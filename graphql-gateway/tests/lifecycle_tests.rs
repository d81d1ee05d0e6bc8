//! Startup and graceful shutdown of a gateway served over HTTP.

use std::net::SocketAddr;
use std::sync::Arc;
use std::time::Duration;

use futures::FutureExt;
use graphql_gateway::Configuration;
use graphql_gateway::ContextFactory;
use graphql_gateway::GatewayError;
use graphql_gateway::GatewayServer;
use graphql_gateway::GatewayServerHandle;
use graphql_gateway::GraphQLEngine;
use graphql_gateway::ResolveInfo;
use graphql_gateway::Resolvers;
use graphql_gateway::ShutdownSource;
use graphql_gateway::State;
use graphql_gateway::assemble;
use graphql_gateway::json_ext::Value;
use serde_json::json;
use tokio::sync::Notify;
use tokio::sync::oneshot;

/// A `slow` field that signals when it starts and only completes once released.
#[derive(Clone, Default)]
struct SlowField {
    started: Arc<Notify>,
    release: Arc<Notify>,
}

impl SlowField {
    fn resolvers(&self) -> Resolvers {
        let slow = self.clone();
        Resolvers::new().field("Query", "slow", move |_info: ResolveInfo| {
            let slow = slow.clone();
            async move {
                slow.started.notify_one();
                slow.release.notified().await;
                Ok(Value::from("done"))
            }
        })
    }
}

fn start(yaml: &str, resolvers: Resolvers) -> (GatewayServerHandle, oneshot::Sender<()>) {
    let (shutdown_sender, shutdown_receiver) = oneshot::channel::<()>();
    let configuration: Configuration = yaml.parse().unwrap();
    let handle = GatewayServer::builder()
        .configuration(configuration)
        .schema(assemble("type Query { slow: String }", resolvers).unwrap())
        .shutdown(ShutdownSource::Custom(
            async move {
                let _ = shutdown_receiver.await;
            }
            .boxed(),
        ))
        .build()
        .unwrap()
        .serve();
    (handle, shutdown_sender)
}

fn slow_query(
    address: SocketAddr,
) -> tokio::task::JoinHandle<reqwest::Result<serde_json::Value>> {
    tokio::spawn(async move {
        reqwest::Client::new()
            .post(format!("http://{address}/graphql"))
            .json(&json!({ "query": "{ slow }" }))
            .send()
            .await?
            .json::<serde_json::Value>()
            .await
    })
}

#[tokio::test(flavor = "multi_thread")]
async fn shutdown_waits_for_in_flight_requests_and_refuses_new_connections() {
    let slow = SlowField::default();
    let (mut handle, shutdown) = start("server:\n  listen: 127.0.0.1:0\n", slow.resolvers());
    let address = handle.ready().await.expect("the gateway should listen");

    let in_flight = slow_query(address);
    slow.started.notified().await;

    let mut state = handle.state_receiver();
    shutdown.send(()).unwrap();
    state
        .wait_for(|state| *state == State::Draining)
        .await
        .unwrap();

    assert!(
        tokio::net::TcpStream::connect(address).await.is_err(),
        "new connections must be refused while draining"
    );
    assert!(
        tokio::time::timeout(Duration::from_millis(200), &mut handle)
            .await
            .is_err(),
        "the gateway must not stop before the in-flight response is sent"
    );

    slow.release.notify_one();
    assert_eq!(
        in_flight.await.unwrap().unwrap(),
        json!({ "data": { "slow": "done" } })
    );
    tokio::time::timeout(Duration::from_secs(5), &mut handle)
        .await
        .expect("the gateway should stop once drained")
        .unwrap();
    assert_eq!(handle.state(), State::Closed);
}

#[tokio::test(flavor = "multi_thread")]
async fn drain_deadline_closes_stuck_connections() {
    let slow = SlowField::default();
    let (mut handle, shutdown) = start(
        "server:\n  listen: 127.0.0.1:0\nshutdown:\n  drain_deadline: 200ms\n",
        slow.resolvers(),
    );
    let address = handle.ready().await.expect("the gateway should listen");

    let in_flight = slow_query(address);
    slow.started.notified().await;
    shutdown.send(()).unwrap();

    let result = tokio::time::timeout(Duration::from_secs(5), &mut handle)
        .await
        .expect("the drain deadline should bound the shutdown");
    assert!(matches!(
        result,
        Err(GatewayError::DrainDeadlineExceeded(deadline)) if deadline == Duration::from_millis(200)
    ));
    assert_eq!(handle.state(), State::Closed);
    assert!(in_flight.await.unwrap().is_err());
}

#[tokio::test(flavor = "multi_thread")]
async fn a_port_in_use_is_a_fatal_startup_error() {
    let occupied = std::net::TcpListener::bind("127.0.0.1:0").unwrap();
    let address = occupied.local_addr().unwrap();

    let (mut handle, _shutdown) = start(
        &format!("server:\n  listen: {address}\n"),
        SlowField::default().resolvers(),
    );

    assert_eq!(handle.ready().await, None);
    assert_eq!(handle.state(), State::Errored);
    assert!(matches!(
        (&mut handle).await,
        Err(GatewayError::BindError(bound, _)) if bound == address
    ));
}

#[tokio::test]
async fn an_engine_starts_once() {
    let configuration = Configuration::default();
    let engine = GraphQLEngine::new(
        assemble("type Query { slow: String }", Resolvers::new()).unwrap(),
        ContextFactory::anonymous(),
        &configuration,
    );

    assert!(!engine.is_started());
    engine.start().unwrap();
    assert!(engine.is_started());
    assert!(matches!(engine.start(), Err(GatewayError::AlreadyStarted)));
}

#[tokio::test]
async fn requests_are_rejected_once_draining() {
    let configuration = Configuration::default();
    let engine = GraphQLEngine::new(
        assemble("type Query { slow: String }", Resolvers::new()).unwrap(),
        ContextFactory::anonymous(),
        &configuration,
    );
    engine.start().unwrap();
    engine.drain().await;

    let response = engine
        .handle(
            http::Request::post("/graphql")
                .header("content-type", "application/json")
                .body(bytes::Bytes::from_static(br#"{"query":"{ slow }"}"#))
                .unwrap(),
        )
        .await;
    assert_eq!(response.status(), http::StatusCode::SERVICE_UNAVAILABLE);
    let body: serde_json::Value = serde_json::from_slice(response.body()).unwrap();
    assert_eq!(body["errors"][0]["extensions"]["code"], json!("SERVER_DRAINING"));
}
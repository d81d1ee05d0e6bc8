//! <https://spec.graphql.org/October2021/#sec-Coercing-Field-Arguments>
//!
//! Variables are coerced up front by `apollo_compiler::request::coerce_variable_values`,
//! this converts argument literals of a validated document to JSON with defaults applied.

use apollo_compiler::Node;
use apollo_compiler::Schema;
use apollo_compiler::ast::Value as AstValue;
use apollo_compiler::executable::Field;
use apollo_compiler::response::JsonMap;
use apollo_compiler::schema::ExtendedType;
use apollo_compiler::schema::FieldDefinition;
use apollo_compiler::schema::Type;
use serde_json_bytes::ByteString;

use crate::json_ext::Object;
use crate::json_ext::Value;

pub(crate) fn coerce_argument_values(
    schema: &Schema,
    variable_values: &JsonMap,
    field_definition: &FieldDefinition,
    field: &Field,
) -> Result<Object, String> {
    let mut coerced = Object::new();
    for argument_definition in &field_definition.arguments {
        let name = argument_definition.name.as_str();
        let provided = field
            .arguments
            .iter()
            .find(|argument| argument.name == argument_definition.name)
            .map(|argument| &argument.value);

        let ty: &Type = &argument_definition.ty;
        let value = match provided.map(|value| &**value) {
            Some(AstValue::Variable(variable)) => variable_values.get(variable.as_str()).cloned(),
            Some(value) => Some(coerce_literal(schema, variable_values, ty, value)?),
            None => None,
        };

        match value {
            Some(value) => {
                if value.is_null() && ty.is_non_null() {
                    return Err(format!(
                        "Argument \"{name}\" of non-null type \"{ty}\" must not be null."
                    ));
                }
                coerced.insert(ByteString::from(name), value);
            }
            None => {
                if let Some(default) = &argument_definition.default_value {
                    let value = coerce_literal(schema, variable_values, ty, default)?;
                    coerced.insert(ByteString::from(name), value);
                } else if ty.is_non_null() {
                    return Err(format!(
                        "Argument \"{name}\" of required type \"{ty}\" was not provided."
                    ));
                }
            }
        }
    }
    Ok(coerced)
}

fn coerce_literal(
    schema: &Schema,
    variable_values: &JsonMap,
    ty: &Type,
    value: &AstValue,
) -> Result<Value, String> {
    match value {
        AstValue::Null => Ok(Value::Null),
        AstValue::Variable(variable) => Ok(variable_values
            .get(variable.as_str())
            .cloned()
            .unwrap_or(Value::Null)),
        AstValue::List(items) => {
            let item_type = match ty {
                Type::List(inner) | Type::NonNullList(inner) => inner.as_ref(),
                // custom scalars accept any list literal
                Type::Named(_) | Type::NonNullNamed(_) => ty,
            };
            items
                .iter()
                .map(|item| coerce_literal(schema, variable_values, item_type, item))
                .collect::<Result<Vec<_>, _>>()
                .map(Value::Array)
        }
        _ if ty.is_list() => {
            // a single value where a list is expected is coerced to a list of one
            let item_type = ty.item_type();
            Ok(Value::Array(vec![coerce_literal(
                schema,
                variable_values,
                item_type,
                value,
            )?]))
        }
        AstValue::Object(fields) => {
            let Some(ExtendedType::InputObject(input_object)) =
                schema.types.get(ty.inner_named_type())
            else {
                // custom scalar
                let mut object = Object::new();
                for (name, value) in fields {
                    let value = coerce_literal(schema, variable_values, ty, value)?;
                    object.insert(ByteString::from(name.as_str()), value);
                }
                return Ok(Value::Object(object));
            };
            let mut object = Object::new();
            for (field_name, field_definition) in &input_object.fields {
                let field_type: &Type = &field_definition.ty;
                let provided = fields
                    .iter()
                    .find(|(name, _)| name == field_name)
                    .map(|(_, value)| &**value);
                let value = match provided {
                    Some(value) => match value {
                        AstValue::Variable(variable)
                            if !variable_values.contains_key(variable.as_str()) =>
                        {
                            None
                        }
                        value => Some(coerce_literal(schema, variable_values, field_type, value)?),
                    },
                    None => None,
                };
                let value = match (value, &field_definition.default_value) {
                    (Some(value), _) => Some(value),
                    (None, Some(default)) => {
                        Some(coerce_literal(schema, variable_values, field_type, default)?)
                    }
                    (None, None) if field_type.is_non_null() => {
                        return Err(format!(
                            "Field \"{field_name}\" of required type \"{field_type}\" was not provided."
                        ));
                    }
                    (None, None) => None,
                };
                if let Some(value) = value {
                    object.insert(ByteString::from(field_name.as_str()), value);
                }
            }
            Ok(Value::Object(object))
        }
        AstValue::Enum(name) => Ok(Value::String(ByteString::from(name.as_str()))),
        AstValue::String(string) => Ok(Value::String(ByteString::from(string.as_str()))),
        AstValue::Boolean(boolean) => Ok(Value::Bool(*boolean)),
        AstValue::Int(int) => {
            if ty.inner_named_type().as_str() == "Float" {
                int.try_to_f64()
                    .ok()
                    .and_then(serde_json::Number::from_f64)
                    .map(Value::Number)
                    .ok_or_else(|| format!("Float cannot represent value: {}", int.as_str()))
            } else if let Ok(int) = int.try_to_i32() {
                Ok(Value::from(int))
            } else {
                int.as_str()
                    .parse::<i64>()
                    .map(Value::from)
                    .map_err(|_| format!("Int cannot represent non 32-bit signed integer value: {}", int.as_str()))
            }
        }
        AstValue::Float(float) => float
            .try_to_f64()
            .ok()
            .and_then(serde_json::Number::from_f64)
            .map(Value::Number)
            .ok_or_else(|| format!("Float cannot represent value: {}", float.as_str())),
    }
}

/// Evaluates `@skip` and `@include`.
pub(crate) fn is_included(
    directives: &apollo_compiler::executable::DirectiveList,
    variable_values: &JsonMap,
) -> bool {
    let condition = |name: &str| -> Option<bool> {
        let argument: &Node<AstValue> = directives.get(name)?.specified_argument_by_name("if")?;
        match &**argument {
            AstValue::Boolean(value) => Some(*value),
            AstValue::Variable(variable) => variable_values
                .get(variable.as_str())
                .and_then(Value::as_bool),
            _ => None,
        }
    };
    if condition("skip") == Some(true) {
        return false;
    }
    condition("include") != Some(false)
}
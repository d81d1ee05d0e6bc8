//! Asynchronous GraphQL execution against the resolvers of an
//! [`ExecutableSchema`](crate::schema::ExecutableSchema).
//!
//! Follows the execution section of the GraphQL specification:
//!
//! * Fields of a selection set resolve concurrently, top-level mutation fields one at a time.
//! * A field error nulls the nearest nullable field and is reported in `errors`.
//! * `__schema` and `__type` are answered by `apollo_compiler::introspection`.
//! * Every resolved field contributes its cache hint to the [`CachePolicy`] of the response.

pub(crate) mod cache_control;
pub(crate) mod engine;
mod input_coercion;
pub(crate) mod resolver;
mod result_coercion;

pub use cache_control::CacheHint;
pub use cache_control::CachePolicy;
pub use cache_control::CacheScope;
pub use resolver::FieldError;
pub use resolver::FieldResolver;
pub use resolver::ResolveInfo;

- [ACTION ITEM] Starting at the first line of the entries above, please extract each line up to and including the line with "use graphql_gateway::ContextFactory;", unchanged, and add nothing.

- [EXERCISE OUTPUT]
filename graphql-gateway/tests/lifecycle_tests.rs
repository d81d1ee05d0e6bc8
//! Startup and graceful shutdown of a gateway served over HTTP.

use std::net::SocketAddr;
use std::sync::Arc;
use std::time::Duration;

use futures::FutureExt;
use graphql_gateway::Configuration;
use graphql_gateway::ContextFactory;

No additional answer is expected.